La Touche's mole

Scientific classification
- Kingdom: Animalia
- Phylum: Chordata
- Class: Mammalia
- Order: Eulipotyphla
- Family: Talpidae
- Genus: Mogera
- Species: M. latouchei
- Binomial name: Mogera latouchei Thomas, 1907
- Synonyms: Mogera insularis latouchei

= La Touche's mole =

- Authority: Thomas, 1907
- Synonyms: Mogera insularis latouchei

Species of mammal

La Touche's mole (Mogera latouchei) is a species of mammal in the family Talpidae. It is found in eastern China and parts of northern Vietnam. It is named after Irish naturalist John David Digues La Touche.

It was formerly considered a subspecies of the insular mole (M. insularis) of Hainan Island and eastern Taiwan (or alternatively just eastern Taiwan), but a 2007 genetic analysis found both species to be distinct from one another. Phylogenetic analysis indicates that M. latouchei is a sister species to a clade comprising the 2-3 island-endemic Mogera species from China and Taiwan (M. insularis, M. kanoana, and M. hainana if the latter is considered distinct from insularis).

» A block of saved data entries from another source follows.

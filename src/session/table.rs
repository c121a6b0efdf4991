//! CSV export of the placed roster.

use std::collections::HashMap;
use std::io::Write;

use crate::grouping::Group;
use crate::roster::{Criterion, IndividualId, Roster};

/// Group column value for individuals outside every group.
pub const UNASSIGNED: &str = "Unassigned";

const FIXED_COLUMNS: [&str; 7] = [
    "Group Name",
    "First Name",
    "Last Name",
    "Gender",
    "Tags",
    "Notes",
    "Previous Teacher",
];

/// Writes one row per individual, ordered by group name.
///
/// Rows of the same group keep roster order. Criterion columns follow the
/// fixed columns and hold raw values, with unreadable ones written as 0.
/// The output reads back through [`RecordImporter`](crate::roster::RecordImporter).
pub fn write_roster_csv<W: Write>(
    writer: W,
    roster: &Roster,
    criteria: &[Criterion],
    groups: &[Group],
) -> Result<(), csv::Error> {
    let group_of: HashMap<&IndividualId, &str> = groups
        .iter()
        .flat_map(|g| g.members.iter().map(move |id| (id, g.name.as_str())))
        .collect();

    let mut rows: Vec<Vec<String>> = roster
        .iter()
        .map(|ind| {
            let group = group_of.get(&ind.id).copied().unwrap_or(UNASSIGNED);
            let mut row = vec![
                group.to_string(),
                ind.first_name.clone(),
                ind.last_name.clone(),
                ind.gender.map(|g| g.code().to_string()).unwrap_or_default(),
                ind.tags.join("; "),
                ind.notes.replace(['\r', '\n'], " "),
                ind.previous_group.clone(),
            ];
            row.extend(criteria.iter().map(|c| ind.raw_score(&c.label).to_string()));
            row
        })
        .collect();
    rows.sort_by(|a, b| a[0].cmp(&b[0]));

    let mut out = csv::Writer::from_writer(writer);
    out.write_record(
        FIXED_COLUMNS
            .iter()
            .copied()
            .chain(criteria.iter().map(|c| c.label.as_str())),
    )?;
    for row in &rows {
        out.write_record(row)?;
    }
    out.flush()?;
    tracing::debug!(event = "roster_exported", rows = rows.len());
    Ok(())
}

#[cfg(test)]
mod tests {
    use super::*;
    use crate::roster::{Gender, Individual, RecordImporter};

    fn group(name: &str, members: &[&str]) -> Group {
        let mut g = Group::new(0, name, members.len());
        g.members = members.iter().map(|m| m.to_string()).collect();
        g
    }

    fn export(roster: &Roster, criteria: &[Criterion], groups: &[Group]) -> String {
        let mut buf = Vec::new();
        write_roster_csv(&mut buf, roster, criteria, groups).unwrap();
        String::from_utf8(buf).unwrap()
    }

    #[test]
    fn test_rows_sorted_by_group_name() {
        let roster = Roster::from_individuals(vec![
            Individual::new("a", "Ann", "Lee").with_score("Reading", 80.0),
            Individual::new("b", "Bo", "Kim").with_score("Reading", 40.5),
            Individual::new("c", "Cy", "Park"),
            Individual::new("d", "Di", "Ng").with_gender(Gender::Female),
        ]);
        let criteria = vec![Criterion::new("Reading")];
        let groups = vec![group("Willow", &["a", "d"]), group("Oak", &["b"])];

        let text = export(&roster, &criteria, &groups);
        let lines: Vec<&str> = text.lines().collect();
        assert_eq!(
            lines,
            vec![
                "Group Name,First Name,Last Name,Gender,Tags,Notes,Previous Teacher,Reading",
                "Oak,Bo,Kim,,,,,40.5",
                "Unassigned,Cy,Park,,,,,0",
                "Willow,Ann,Lee,,,,,80",
                "Willow,Di,Ng,F,,,,0",
            ]
        );
    }

    #[test]
    fn test_quoting_and_reimport() {
        let mut ann = Individual::new("a", "Ann", "Lee").with_score("Reading", 72.0);
        ann.tags = vec!["art".into(), "music".into()];
        ann.notes = "reads, writes\nwell".into();
        ann.previous_group = "Room 4".into();
        let roster = Roster::from_individuals(vec![ann]);
        let criteria = vec![Criterion::new("Reading")];

        let text = export(&roster, &criteria, &[group("Oak", &["a"])]);
        assert!(text.contains("\"reads, writes well\""));

        let back = RecordImporter::default()
            .import_reader(text.as_bytes())
            .unwrap();
        let ann = back.roster.get("annlee").unwrap();
        assert_eq!(ann.notes, "reads, writes well");
        assert_eq!(ann.tags, vec!["art", "music"]);
        assert_eq!(ann.previous_group, "Room 4");
        assert!((ann.raw_score("Reading") - 72.0).abs() < 1e-10);
        assert_eq!(back.criteria.len(), 1);
    }
}
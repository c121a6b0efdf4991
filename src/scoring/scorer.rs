//! Score lookups bound to one roster, one criteria list and one cache.

use super::cache::ScoreCache;
use super::composite::CriteriaSignature;
use crate::roster::{Criterion, IndividualId, Roster};

/// What leveled placement ranks individuals by.
#[derive(Debug, Clone, PartialEq, Default)]
#[cfg_attr(feature = "serde", derive(serde::Serialize, serde::Deserialize))]
pub enum RankingBasis {
    /// The weighted composite score.
    #[default]
    Composite,
    /// The raw value of one named criterion.
    Criterion(String),
}

impl RankingBasis {
    /// `"Composite"` selects the composite; any other label a criterion.
    pub fn from_label(label: &str) -> Self {
        if label.eq_ignore_ascii_case("composite") {
            RankingBasis::Composite
        } else {
            RankingBasis::Criterion(label.to_string())
        }
    }
}

/// Scoring context for one placement call.
///
/// Computes the criteria signature once and routes composite lookups
/// through the session's [`ScoreCache`].
pub struct Scorer<'a> {
    roster: &'a Roster,
    criteria: &'a [Criterion],
    signature: CriteriaSignature,
    cache: &'a mut ScoreCache,
}

impl<'a> Scorer<'a> {
    pub fn new(roster: &'a Roster, criteria: &'a [Criterion], cache: &'a mut ScoreCache) -> Self {
        Self {
            roster,
            criteria,
            signature: CriteriaSignature::of(criteria),
            cache,
        }
    }

    pub fn roster(&self) -> &'a Roster {
        self.roster
    }

    pub fn composite(&mut self, id: &str) -> f64 {
        self.cache
            .score(self.roster, id, self.criteria, &self.signature)
    }

    /// Score of `id` on the given ranking basis.
    pub fn rank(&mut self, id: &str, basis: &RankingBasis) -> f64 {
        match basis {
            RankingBasis::Composite => self.composite(id),
            RankingBasis::Criterion(label) => self
                .roster
                .get(id)
                .map(|ind| ind.raw_score(label))
                .unwrap_or(0.0),
        }
    }

    /// Whether `id` counts toward averages (known and not excluded).
    pub fn is_counted(&self, id: &str) -> bool {
        self.roster.get(id).is_some_and(|ind| !ind.excluded)
    }

    /// Mean composite over all of `ids`; excluded members pull it down as zeros.
    pub fn mean_composite<'b, I>(&mut self, ids: I) -> f64
    where
        I: IntoIterator<Item = &'b IndividualId>,
    {
        self.mean_rank(ids, &RankingBasis::Composite)
    }

    /// Mean composite over the counted members of `ids`; zero if none count.
    pub fn counted_mean_composite<'b, I>(&mut self, ids: I) -> f64
    where
        I: IntoIterator<Item = &'b IndividualId>,
    {
        let (mut total, mut n) = (0.0, 0usize);
        for id in ids {
            if self.is_counted(id) {
                total += self.composite(id);
                n += 1;
            }
        }
        if n == 0 {
            0.0
        } else {
            total / n as f64
        }
    }

    /// Mean ranking score over all of `ids`; zero for an empty set.
    pub fn mean_rank<'b, I>(&mut self, ids: I, basis: &RankingBasis) -> f64
    where
        I: IntoIterator<Item = &'b IndividualId>,
    {
        let (mut total, mut n) = (0.0, 0usize);
        for id in ids {
            total += self.rank(id, basis);
            n += 1;
        }
        if n == 0 {
            0.0
        } else {
            total / n as f64
        }
    }
}
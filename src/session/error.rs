use thiserror::Error;

use crate::grouping::MoveError;
use crate::roster::{IndividualId, RelationError};

/// Rejected session edit. The session is unchanged when one is returned.
#[derive(Debug, Clone, PartialEq, Error)]
pub enum SessionError {
    #[error(transparent)]
    Relation(#[from] RelationError),

    #[error(transparent)]
    Move(#[from] MoveError),

    #[error("invalid configuration: {0}")]
    InvalidConfig(String),

    #[error("unknown individual: {0}")]
    UnknownIndividual(IndividualId),

    #[error("unknown criterion: {0}")]
    UnknownCriterion(String),

    #[error("criterion already exists: {0}")]
    DuplicateCriterion(String),

    #[error("individual needs a first or last name")]
    MissingName,

    #[error("group index {index} out of range ({count} groups)")]
    UnknownGroup { index: usize, count: usize },
}
//! Groups, placement units and placement results.

use std::collections::BTreeMap;

use crate::roster::IndividualId;

/// One output group.
///
/// Member order is display-only. `capacity` is the intended size; pins and
/// separation conflicts can push a group past it.
#[derive(Debug, Clone, PartialEq)]
#[cfg_attr(feature = "serde", derive(serde::Serialize, serde::Deserialize))]
pub struct Group {
    pub id: String,
    pub name: String,
    pub members: Vec<IndividualId>,
    pub capacity: usize,
}

impl Group {
    /// Empty group number `index` (zero-based); the id is `Group {index + 1}`.
    pub fn new(index: usize, name: impl Into<String>, capacity: usize) -> Self {
        Self {
            id: default_group_name(index),
            name: name.into(),
            members: Vec::new(),
            capacity,
        }
    }

    pub fn len(&self) -> usize {
        self.members.len()
    }

    pub fn is_empty(&self) -> bool {
        self.members.is_empty()
    }

    pub fn contains(&self, id: &str) -> bool {
        self.members.iter().any(|m| m == id)
    }
}

/// `Group 1`, `Group 2`, ...
pub fn default_group_name(index: usize) -> String {
    format!("Group {}", index + 1)
}

/// An indivisible set of individuals placed together.
#[derive(Debug, Clone, PartialEq)]
pub struct PlacementUnit {
    pub members: Vec<IndividualId>,
    /// Required group index, if the unit is pinned.
    pub target: Option<usize>,
}

impl PlacementUnit {
    pub fn len(&self) -> usize {
        self.members.len()
    }

    pub fn is_empty(&self) -> bool {
        self.members.is_empty()
    }

    pub fn is_pinned(&self) -> bool {
        self.target.is_some()
    }
}

/// A unit that had to be forced into a group that breaks its capacity or
/// a separation constraint.
#[derive(Debug, Clone, PartialEq)]
#[cfg_attr(feature = "serde", derive(serde::Serialize, serde::Deserialize))]
pub struct Fallback {
    pub members: Vec<IndividualId>,
    pub group: usize,
    pub over_capacity: bool,
    pub separation_broken: bool,
}

/// Output of a full placement run.
#[derive(Debug, Clone, Default, PartialEq)]
#[cfg_attr(feature = "serde", derive(serde::Serialize, serde::Deserialize))]
pub struct PlacementResult {
    pub groups: Vec<Group>,
    pub capacities: Vec<usize>,
    /// Forced placements, in the order they happened. Empty when every
    /// constraint could be honored.
    pub fallbacks: Vec<Fallback>,
    /// Effective pin of every pinned individual, including those that
    /// inherited a pin from their keep-with cluster.
    pub pins: BTreeMap<IndividualId, usize>,
}

impl PlacementResult {
    /// Index of the group holding `id`.
    pub fn group_of(&self, id: &str) -> Option<usize> {
        self.groups.iter().position(|g| g.contains(id))
    }
}
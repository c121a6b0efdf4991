//! Manual reassignment of one individual.

use thiserror::Error;

use super::types::Group;
use crate::roster::{IndividualId, RelationKind, Roster};

/// Why a manual move was refused. Nothing is changed when a move fails.
#[derive(Debug, Clone, PartialEq, Error)]
pub enum MoveError {
    #[error("unknown individual: {0}")]
    UnknownIndividual(IndividualId),

    #[error("group index {index} out of range ({count} groups)")]
    UnknownGroup { index: usize, count: usize },

    #[error("{0} is not placed in any group")]
    NotPlaced(IndividualId),

    #[error("cannot move {moving} into group {group}: must be separated from {blocking}")]
    SeparationConflict {
        moving: IndividualId,
        blocking: IndividualId,
        group: usize,
    },
}

/// Moves `id` into group `to` and pins it there, so a later full run keeps
/// it in place.
///
/// Refused when the destination holds a must-separate peer; the error names
/// that peer. Moving into the group the individual is already in is a
/// no-op and leaves the pin alone. Returns the source group index.
pub fn move_individual(
    groups: &mut [Group],
    roster: &mut Roster,
    id: &str,
    to: usize,
) -> Result<usize, MoveError> {
    if to >= groups.len() {
        return Err(MoveError::UnknownGroup {
            index: to,
            count: groups.len(),
        });
    }
    let individual = roster
        .get(id)
        .ok_or_else(|| MoveError::UnknownIndividual(id.to_string()))?;
    let from = groups
        .iter()
        .position(|g| g.contains(id))
        .ok_or_else(|| MoveError::NotPlaced(id.to_string()))?;
    if from == to {
        return Ok(from);
    }

    let apart = individual.relations(RelationKind::KeepApart);
    let blocking = groups[to].members.iter().find(|m| {
        apart.contains(m.as_str())
            || roster
                .get(m)
                .is_some_and(|peer| peer.relations(RelationKind::KeepApart).contains(id))
    });
    if let Some(blocking) = blocking {
        tracing::info!(event = "move_blocked", id, blocking = %blocking, group = to);
        return Err(MoveError::SeparationConflict {
            moving: id.to_string(),
            blocking: blocking.clone(),
            group: to,
        });
    }

    groups[from].members.retain(|m| m != id);
    groups[to].members.push(id.to_string());
    roster.set_pin(id, Some(to));
    tracing::info!(event = "manual_move", id, from, to);
    Ok(from)
}

#[cfg(test)]
mod tests {
    use super::*;
    use crate::roster::Individual;

    fn setup() -> (Vec<Group>, Roster) {
        let mut roster = Roster::from_individuals(
            ["a", "b", "c", "d"]
                .into_iter()
                .map(|id| Individual::new(id, id, id)),
        );
        roster.add_relation("a", "d", RelationKind::KeepApart).unwrap();
        let mut g0 = Group::new(0, "G1", 2);
        g0.members = vec!["a".into(), "b".into()];
        let mut g1 = Group::new(1, "G2", 2);
        g1.members = vec!["c".into(), "d".into()];
        (vec![g0, g1], roster)
    }

    #[test]
    fn test_move_pins_destination() {
        let (mut groups, mut roster) = setup();
        assert_eq!(move_individual(&mut groups, &mut roster, "b", 1), Ok(0));
        assert_eq!(groups[0].members, vec!["a"]);
        assert_eq!(groups[1].members, vec!["c", "d", "b"]);
        assert_eq!(roster.get("b").and_then(|i| i.pin), Some(1));
    }

    #[test]
    fn test_separation_blocks_move() {
        let (mut groups, mut roster) = setup();
        let before = groups.clone();
        let err = move_individual(&mut groups, &mut roster, "a", 1).unwrap_err();
        assert_eq!(
            err,
            MoveError::SeparationConflict {
                moving: "a".into(),
                blocking: "d".into(),
                group: 1,
            }
        );
        assert_eq!(groups, before);
        assert_eq!(roster.get("a").and_then(|i| i.pin), None);
    }

    #[test]
    fn test_same_group_is_noop() {
        let (mut groups, mut roster) = setup();
        assert_eq!(move_individual(&mut groups, &mut roster, "a", 0), Ok(0));
        assert_eq!(roster.get("a").and_then(|i| i.pin), None);
    }

    #[test]
    fn test_rejections() {
        let (mut groups, mut roster) = setup();
        assert!(matches!(
            move_individual(&mut groups, &mut roster, "a", 5),
            Err(MoveError::UnknownGroup { index: 5, count: 2 })
        ));
        assert!(matches!(
            move_individual(&mut groups, &mut roster, "zz", 1),
            Err(MoveError::UnknownIndividual(_))
        ));
        roster.insert(Individual::new("e", "e", "e"));
        assert!(matches!(
            move_individual(&mut groups, &mut roster, "e", 1),
            Err(MoveError::NotPlaced(_))
        ));
    }
}
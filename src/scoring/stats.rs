//! Roster-wide baselines.

use crate::roster::{IndividualId, Roster};

/// Unweighted mean raw value of `label` over the non-excluded members of `ids`.
///
/// Identifiers missing from the roster are skipped. Returns zero when
/// nobody is left to average.
pub fn roster_average(roster: &Roster, ids: &[IndividualId], label: &str) -> f64 {
    let values: Vec<f64> = ids
        .iter()
        .filter_map(|id| roster.get(id))
        .filter(|ind| !ind.excluded)
        .map(|ind| ind.raw_score(label))
        .collect();
    if values.is_empty() {
        return 0.0;
    }
    values.iter().sum::<f64>() / values.len() as f64
}
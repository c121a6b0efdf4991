//! Placement configuration.

use super::types::default_group_name;
use crate::scoring::RankingBasis;

/// Placement strategy.
#[derive(Debug, Clone, PartialEq, Default)]
#[cfg_attr(feature = "serde", derive(serde::Serialize, serde::Deserialize))]
pub enum PlacementMode {
    /// Keep group average composite scores as close as possible.
    #[default]
    Balanced,

    /// Fill groups in order from the highest-ranked units down, producing
    /// separated bands (group 1 highest).
    Leveled(RankingBasis),
}

/// Configuration for a placement run.
///
/// # Examples
///
/// ```
/// use u_roster::grouping::{PlacementConfig, PlacementMode};
/// use u_roster::scoring::RankingBasis;
///
/// let config = PlacementConfig::default()
///     .with_group_count(4)
///     .with_mode(PlacementMode::Leveled(RankingBasis::Composite))
///     .with_group_name(0, "Oak");
/// assert!(config.validate().is_ok());
/// assert_eq!(config.group_name(0), "Oak");
/// assert_eq!(config.group_name(1), "Group 2");
/// ```
#[derive(Debug, Clone, PartialEq)]
pub struct PlacementConfig {
    /// Number of groups to create.
    pub group_count: usize,

    /// Balanced or leveled placement.
    pub mode: PlacementMode,

    /// Display name overrides by group index. `None` or blank keeps the
    /// default name.
    pub group_names: Vec<Option<String>>,

    /// Balanced mode: candidate groups whose post-insertion average is
    /// within this distance of the lowest are tied and go to the gender
    /// tie-break.
    pub tie_tolerance: f64,
}

impl Default for PlacementConfig {
    fn default() -> Self {
        Self {
            group_count: 6,
            mode: PlacementMode::Balanced,
            group_names: Vec::new(),
            tie_tolerance: 0.25,
        }
    }
}

impl PlacementConfig {
    pub fn with_group_count(mut self, n: usize) -> Self {
        self.group_count = n;
        self
    }

    pub fn with_mode(mut self, mode: PlacementMode) -> Self {
        self.mode = mode;
        self
    }

    pub fn with_group_names(mut self, names: Vec<Option<String>>) -> Self {
        self.group_names = names;
        self
    }

    pub fn with_group_name(mut self, index: usize, name: impl Into<String>) -> Self {
        if self.group_names.len() <= index {
            self.group_names.resize(index + 1, None);
        }
        self.group_names[index] = Some(name.into());
        self
    }

    pub fn with_tie_tolerance(mut self, tolerance: f64) -> Self {
        self.tie_tolerance = tolerance;
        self
    }

    /// Display name of group `index`.
    pub fn group_name(&self, index: usize) -> String {
        match self.group_names.get(index) {
            Some(Some(name)) if !name.trim().is_empty() => name.clone(),
            _ => default_group_name(index),
        }
    }

    /// Validates the configuration.
    pub fn validate(&self) -> Result<(), String> {
        if self.group_count == 0 {
            return Err("group_count must be at least 1".into());
        }
        if !(self.tie_tolerance.is_finite() && self.tie_tolerance >= 0.0) {
            return Err("tie_tolerance must be non-negative".into());
        }
        if let PlacementMode::Leveled(RankingBasis::Criterion(label)) = &self.mode {
            if label.trim().is_empty() {
                return Err("leveled ranking criterion must have a label".into());
            }
        }
        Ok(())
    }
}

#[cfg(test)]
mod tests {
    use super::*;

    #[test]
    fn test_defaults() {
        let config = PlacementConfig::default();
        assert_eq!(config.group_count, 6);
        assert_eq!(config.mode, PlacementMode::Balanced);
        assert!((config.tie_tolerance - 0.25).abs() < 1e-10);
        assert!(config.validate().is_ok());
    }

    #[test]
    fn test_group_names() {
        let config = PlacementConfig::default()
            .with_group_name(2, "Maple")
            .with_group_name(0, "  ");
        assert_eq!(config.group_name(0), "Group 1");
        assert_eq!(config.group_name(1), "Group 2");
        assert_eq!(config.group_name(2), "Maple");
        assert_eq!(config.group_name(9), "Group 10");
    }

    #[test]
    fn test_validate() {
        assert!(PlacementConfig::default()
            .with_group_count(0)
            .validate()
            .is_err());
        assert!(PlacementConfig::default()
            .with_tie_tolerance(-1.0)
            .validate()
            .is_err());
        assert!(PlacementConfig::default()
            .with_mode(PlacementMode::Leveled(RankingBasis::Criterion(" ".into())))
            .validate()
            .is_err());
    }
}
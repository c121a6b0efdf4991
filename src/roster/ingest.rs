//! Tabular record ingestion: header + rows of text cells to a roster.
//!
//! [`RecordImporter::import_reader`] reads CSV text (byte-order mark, any
//! line ending, quoted fields, blank lines). [`RecordImporter::import`]
//! takes cells that are already split. Either way this module decides
//! which columns are criteria, converts cells to scores, splits names and
//! tags, and assigns identifiers.

use std::io::Read;

use thiserror::Error;

use super::criterion::{Criterion, DEFAULT_MAX};
use super::types::{Gender, Individual, Roster};

/// Failure to read a CSV table.
#[derive(Debug, Error)]
pub enum IngestError {
    #[error("malformed table: {0}")]
    Csv(#[from] csv::Error),
}

/// Columns with a fixed meaning; every other column may become a criterion.
const CORE_COLUMNS: [&str; 9] = [
    "id",
    "firstname",
    "lastname",
    "name",
    "gender",
    "tags",
    "notes",
    "previousteacher",
    "previous_teacher",
];

/// Configuration for [`RecordImporter`].
#[derive(Debug, Clone)]
pub struct IngestConfig {
    /// A column is a criterion when the share of its non-empty cells that
    /// parse as scores is strictly greater than this.
    pub numeric_majority: f64,

    /// Criterion maximum used when a column has no positive value.
    pub default_max: f64,
}

impl Default for IngestConfig {
    fn default() -> Self {
        Self {
            numeric_majority: 0.5,
            default_max: DEFAULT_MAX,
        }
    }
}

impl IngestConfig {
    pub fn with_numeric_majority(mut self, share: f64) -> Self {
        self.numeric_majority = share;
        self
    }

    pub fn with_default_max(mut self, max: f64) -> Self {
        self.default_max = max;
        self
    }

    /// Validates the configuration.
    pub fn validate(&self) -> Result<(), String> {
        if !(0.0..1.0).contains(&self.numeric_majority) {
            return Err("numeric_majority must be in [0, 1)".into());
        }
        if !(self.default_max.is_finite() && self.default_max > 0.0) {
            return Err("default_max must be positive".into());
        }
        Ok(())
    }
}

/// Result of an import: the roster and the criteria detected in it.
#[derive(Debug, Clone, Default)]
pub struct ImportedRoster {
    pub roster: Roster,
    pub criteria: Vec<Criterion>,
}

/// Parses one score cell.
///
/// Numbers parse as-is; a single letter `A`..`Z` (any case) is a grade
/// level mapped to `1..=26`. Blank or unrecognized cells give `None`.
pub fn parse_raw_value(cell: &str) -> Option<f64> {
    let cell = cell.trim();
    if cell.is_empty() {
        return None;
    }
    if let Ok(v) = cell.parse::<f64>() {
        return v.is_finite().then_some(v);
    }
    let mut chars = cell.chars();
    match (chars.next(), chars.next()) {
        (Some(c), None) if c.is_ascii_alphabetic() => {
            Some(f64::from(c.to_ascii_uppercase() as u8 - b'A' + 1))
        }
        _ => None,
    }
}

/// True when more than `majority` of the non-empty cells parse as scores.
pub fn is_mostly_numeric<S: AsRef<str>>(cells: &[S], majority: f64) -> bool {
    let non_empty: Vec<&str> = cells
        .iter()
        .map(|c| c.as_ref().trim())
        .filter(|c| !c.is_empty())
        .collect();
    if non_empty.is_empty() {
        return false;
    }
    let numeric = non_empty
        .iter()
        .filter(|c| parse_raw_value(c).is_some())
        .count();
    numeric as f64 / non_empty.len() as f64 > majority
}

/// Splits a combined name on whitespace: first word, then the rest.
pub fn split_name(name: &str) -> (String, String) {
    let mut parts = name.split_whitespace();
    let first = parts.next().unwrap_or_default().to_string();
    let rest = parts.collect::<Vec<_>>().join(" ");
    (first, rest)
}

/// Splits a free-text tag list on any of `, ; / |`.
pub fn split_tags(tags: &str) -> Vec<String> {
    tags.split([',', ';', '/', '|'])
        .map(str::trim)
        .filter(|t| !t.is_empty())
        .map(String::from)
        .collect()
}

/// Lowercase alphanumeric form used for header matching and derived ids.
pub fn normalize_key(s: &str) -> String {
    s.chars()
        .filter(|c| c.is_ascii_alphanumeric())
        .map(|c| c.to_ascii_lowercase())
        .collect()
}

/// Header matching keeps the underscore of `previous_teacher`.
fn normalize_header(s: &str) -> String {
    let trimmed = s.trim().to_ascii_lowercase();
    if trimmed == "previous_teacher" {
        return trimmed;
    }
    normalize_key(&trimmed)
}

fn cell<S: AsRef<str>>(row: &[S], col: usize) -> String {
    row.get(col)
        .map(|c| c.as_ref().trim().to_string())
        .unwrap_or_default()
}

/// Converts header + rows into individuals and criteria.
#[derive(Debug, Clone, Default)]
pub struct RecordImporter {
    config: IngestConfig,
}

impl RecordImporter {
    pub fn new(config: IngestConfig) -> Self {
        Self { config }
    }

    /// Reads a CSV table whose first record is the header.
    ///
    /// A leading byte-order mark is dropped, rows may differ in length,
    /// and rows with only blank cells are skipped.
    pub fn import_reader<R: Read>(&self, reader: R) -> Result<ImportedRoster, IngestError> {
        let mut reader = csv::ReaderBuilder::new()
            .has_headers(true)
            .flexible(true)
            .from_reader(reader);

        let headers: Vec<String> = reader
            .headers()?
            .iter()
            .enumerate()
            .map(|(i, h)| match i {
                0 => h.trim_start_matches('\u{feff}').to_string(),
                _ => h.to_string(),
            })
            .collect();

        let mut rows: Vec<Vec<String>> = Vec::new();
        for record in reader.records() {
            let record = record?;
            if record.iter().all(|c| c.trim().is_empty()) {
                continue;
            }
            rows.push(record.iter().map(str::to_string).collect());
        }
        Ok(self.import(&headers, &rows))
    }

    /// Imports the rows.
    ///
    /// Rows without any name data are skipped. Short rows read missing
    /// cells as blank.
    pub fn import<S: AsRef<str>>(&self, headers: &[S], rows: &[Vec<S>]) -> ImportedRoster {
        let headers_norm: Vec<String> = headers.iter().map(|h| normalize_header(h.as_ref())).collect();
        let column_of = |key: &str| headers_norm.iter().position(|h| h == key);

        let criterion_columns: Vec<usize> = (0..headers.len())
            .filter(|&col| !CORE_COLUMNS.iter().any(|core| *core == headers_norm[col]))
            .filter(|&col| {
                let cells: Vec<String> = rows.iter().map(|r| cell(r, col)).collect();
                is_mostly_numeric(&cells, self.config.numeric_majority)
            })
            .collect();

        let criteria: Vec<Criterion> = criterion_columns
            .iter()
            .map(|&col| {
                let max = rows
                    .iter()
                    .filter_map(|r| parse_raw_value(&cell(r, col)))
                    .fold(0.0_f64, f64::max);
                let max = if max > 0.0 { max } else { self.config.default_max };
                Criterion::new(headers[col].as_ref().trim()).with_max(max)
            })
            .collect();

        let mut roster = Roster::new();
        for (r, row) in rows.iter().enumerate() {
            let field = |key: &str| column_of(key).map(|col| cell(row, col)).unwrap_or_default();

            let mut first = field("firstname");
            let mut last = field("lastname");
            let combined = field("name");
            if first.is_empty() && last.is_empty() {
                if combined.is_empty() {
                    continue;
                }
                (first, last) = split_name(&combined);
            }

            let explicit_id = field("id");
            let base = if explicit_id.is_empty() {
                normalize_key(&format!("{first}{last}"))
            } else {
                explicit_id
            };
            let id = roster.unique_id(&base, &format!("row{}", r + 1));

            let previous = match field("previousteacher") {
                p if p.is_empty() => field("previous_teacher"),
                p => p,
            };

            let mut individual = Individual::new(id, first, last);
            individual.gender = Gender::parse(&field("gender"));
            individual.tags = split_tags(&field("tags"));
            individual.notes = field("notes");
            individual.previous_group = previous;
            for (criterion, &col) in criteria.iter().zip(&criterion_columns) {
                let value = parse_raw_value(&cell(row, col)).unwrap_or(0.0);
                individual.scores.insert(criterion.label.clone(), value);
            }
            roster.insert(individual);
        }

        tracing::debug!(
            event = "roster_imported",
            individuals = roster.len(),
            criteria = criteria.len(),
        );
        ImportedRoster { roster, criteria }
    }
}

Diagnostic characteristics of the species are its small size, dark fur, and wide auditory opening in the skull, the latter of which is distinct from any other Mogera species. Specimens of M. latouchei from Vietnam and China have similar skeletal characteristics, but Vietnamese populations are thought to be larger and have a more robust skull; this could potentially indicate the presence of a cryptic species within the M. latouchei lineage

In Vietnam, M. latouchei has a peripatric distribution with respect to the long-nosed mole (Euroscaptor longirostris), with La Touche's mole being found at low elevations from 600 to 800 meters, including in farmland, and the long-nosed mole only being found above 800 meters. This indicates that both species may be competitors with one another.